# My New Layout?



## Johne230 (Oct 23, 2013)

I dismantled my first layout and I am starting another one. This one is a little bigger and a little more interesting well it is to me anyway. Here is a drawing of it so have at it.


----------



## DonR (Oct 18, 2012)

Very interesting layout...lots of good switching operations
are possible. But you need to have a run-around-track.
A way for the loco to get on 'the other side' of a car.

Some of your spurs require that you spot a car by
pushing it in with the front of the loco...and some of
them require the loco to back a car in. Without a run 
around you won't be able to do one or the other
depending on which direction the loco is facing.

You might be able to squeeze this in with a turnout
connecting, just above the passenger station,
the freight yard ladder track and the
long spur to the lumber yard.

Don


----------



## Johne230 (Oct 23, 2013)

DonR said:


> Very interesting layout...lots of good switching operations
> are possible. But you need to have a run-around-track.
> A way for the loco to get on 'the other side' of a car.
> 
> ...



I like your idea but I just cant get it straight in my head, can you try to explain it more or better yet draw it in. Thanks Don


----------



## Johne230 (Oct 23, 2013)

Like This.










White track is the run around.


----------



## CTValleyRR (Jul 26, 2014)

You could also just stick another double crossover on the straight section at the top. Then the entire layout would be split into two large run around tracks (at the price of running the loco the wrong way on one side of the main).

Some other questions:
1) what is the siding in the lower right used for?
2) where do the loaded coal hoppers go?
3) where does the lumber to supply the lumber yard come from?
4) where does the concrete plant obtain its raw materials?
5) since the freight yard is single ended, and therefore not a proper classification yard, where does the freight come from? Where does outbound freight go?
6) what scale are you working in. I'm thinking N, because 1-3/4" clearance where the mine lead crosses the lumber yard leads is not sufficient for any larger scale. Also, your curves would be very tight in HO.

So, the purpose of questions 2-5 is to get you to think outside your little oval. Instead of a short tunnel in the upper left, have your trains pass through a dummy portal into a hidden staging area (behind a backdrop), where you can swap loads and originate and terminate trains with cargos going to and from the industries on your layout. Adding another track or two would give you more room to work, keeping trains in staging off of your mainline.

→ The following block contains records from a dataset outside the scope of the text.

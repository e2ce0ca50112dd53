/// How a unified-diff line is decorated.
#[derive(Clone, Copy, Debug, PartialEq, Eq)]
pub enum LineKind {
    /// One of the two leading `---`/`+++` lines; passed through verbatim.
    Header,
    Added,
    Removed,
    /// `@@` hunk headers, `\ No newline` markers and `#` comments.
    Comment,
    Context,
    Blank,
}

impl LineKind {
    /// Classifies a body line by its leading marker.
    pub fn of(line: &str) -> Self {
        match line.as_bytes().first().copied() {
            None => LineKind::Blank,
            Some(b'+') => LineKind::Added,
            Some(b'-') => LineKind::Removed,
            Some(b'@' | b'\\' | b'#') => LineKind::Comment,
            Some(_) => LineKind::Context,
        }
    }
}

/// Character-level emphasis inside a paired removal/addition line.
#[derive(Clone, Copy, Debug, PartialEq, Eq)]
pub enum Emphasis {
    Added,
    Removed,
}

/// A run of raw (unescaped) line content.
#[derive(Clone, Debug, PartialEq, Eq)]
pub struct Segment {
    pub text: String,
    pub emphasis: Option<Emphasis>,
}

impl Segment {
    pub fn plain(text: impl Into<String>) -> Self {
        Self {
            text: text.into(),
            emphasis: None,
        }
    }

    pub fn emphasized(text: impl Into<String>, emphasis: Emphasis) -> Self {
        Self {
            text: text.into(),
            emphasis: Some(emphasis),
        }
    }
}

/// A classified unified-diff line split into its marker and content segments.
#[derive(Clone, Debug, PartialEq, Eq)]
pub struct MarkedLine {
    pub kind: LineKind,
    pub marker: Option<char>,
    pub segments: Vec<Segment>,
}

impl MarkedLine {
    pub fn header(raw: &str) -> Self {
        if raw.is_empty() {
            return Self::blank();
        }
        Self {
            kind: LineKind::Header,
            marker: None,
            segments: vec![Segment::plain(raw)],
        }
    }

    pub fn blank() -> Self {
        Self {
            kind: LineKind::Blank,
            marker: None,
            segments: Vec::new(),
        }
    }

    /// A body line with a single unemphasized segment.
    pub fn plain(raw: &str) -> Self {
        let Some((marker, content)) = split_marker(raw) else {
            return Self::blank();
        };
        let segments = if content.is_empty() {
            Vec::new()
        } else {
            vec![Segment::plain(content)]
        };
        Self {
            kind: LineKind::of(raw),
            marker: Some(marker),
            segments,
        }
    }

    pub fn removed(segments: Vec<Segment>) -> Self {
        Self {
            kind: LineKind::Removed,
            marker: Some('-'),
            segments,
        }
    }

    pub fn added(segments: Vec<Segment>) -> Self {
        Self {
            kind: LineKind::Added,
            marker: Some('+'),
            segments,
        }
    }

    /// The line as it appeared in the input.
    pub fn raw(&self) -> String {
        let mut out = String::new();
        if let Some(marker) = self.marker {
            out.push(marker);
        }
        for segment in &self.segments {
            out.push_str(&segment.text);
        }
        out
    }
}

/// Splits a line into its marker character and the remaining content.
pub fn split_marker(line: &str) -> Option<(char, &str)> {
    let marker = line.chars().next()?;
    Some((marker, &line[marker.len_utf8()..]))
}

#[cfg(test)]
mod tests {
    use super::*;

    #[test]
    fn classifies_by_marker() {
        assert_eq!(LineKind::of("+added"), LineKind::Added);
        assert_eq!(LineKind::of("-removed"), LineKind::Removed);
        assert_eq!(LineKind::of("@@ -1 +1 @@"), LineKind::Comment);
        assert_eq!(
            LineKind::of("\\ No newline at end of file"),
            LineKind::Comment
        );
        assert_eq!(LineKind::of("# note"), LineKind::Comment);
        assert_eq!(LineKind::of(" context"), LineKind::Context);
        assert_eq!(LineKind::of("diff --git a/x b/x"), LineKind::Context);
        assert_eq!(LineKind::of(""), LineKind::Blank);
    }

    #[test]
    fn plain_line_keeps_raw_text() {
        let line = MarkedLine::plain("-old <b>");
        assert_eq!(line.kind, LineKind::Removed);
        assert_eq!(line.marker, Some('-'));
        assert_eq!(line.segments, vec![Segment::plain("old <b>")]);
        assert_eq!(line.raw(), "-old <b>");
    }

    #[test]
    fn headers_are_not_classified_by_marker() {
        let line = MarkedLine::header("--- a/file.txt");
        assert_eq!(line.kind, LineKind::Header);
        assert_eq!(line.marker, None);
        assert_eq!(line.raw(), "--- a/file.txt");
    }

    #[test]
    fn marker_split_is_utf8_safe() {
        assert_eq!(split_marker("éa"), Some(('é', "a")));
        assert_eq!(split_marker(""), None);
    }
}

Just some food for thought.


----------



## Johne230 (Oct 23, 2013)

CTValleyRR said:


> You could also just stick another double crossover on the straight section at the top. Then the entire layout would be split into two large run around tracks (at the price of running the loco the wrong way on one side of the main).
> 
> Some other questions:
> 1) what is the siding in the lower right used for?
> ...


First I would like to thank you for your response.
To answer your first question I just put that siding there because there was room for it I dont know if I will actually use it in the layout. Questions 2-5 are all great points the problem is I have no room to expand the bench so I have to try and work within the bench I have,if you have any ideas to solve these problems I am all ears. Oh by the way I am pretty new to this hobby so bear with me.


----------



## Johne230 (Oct 23, 2013)

I have made some more changes in my proposed layout. What do you guys think.


----------



## DonR (Oct 18, 2012)

Much better. Good train running and lots of switching.
And you got in 2 'passing sidings' or 'run arounds'.

Don't be tempted to connect the 'blue' tracks near
the lumber yard. That
would make a reverse loop and require isolation and
a reverse loop controller or complex wiring and 
switches.

Don


----------



## Johne230 (Oct 23, 2013)

DonR said:


> Much better. Good train running and lots of switching.
> And you got in 2 'passing sidings' or 'run arounds'.
> 
> Don't be tempted to connect the 'blue' tracks near
> ...


Thank you Don


----------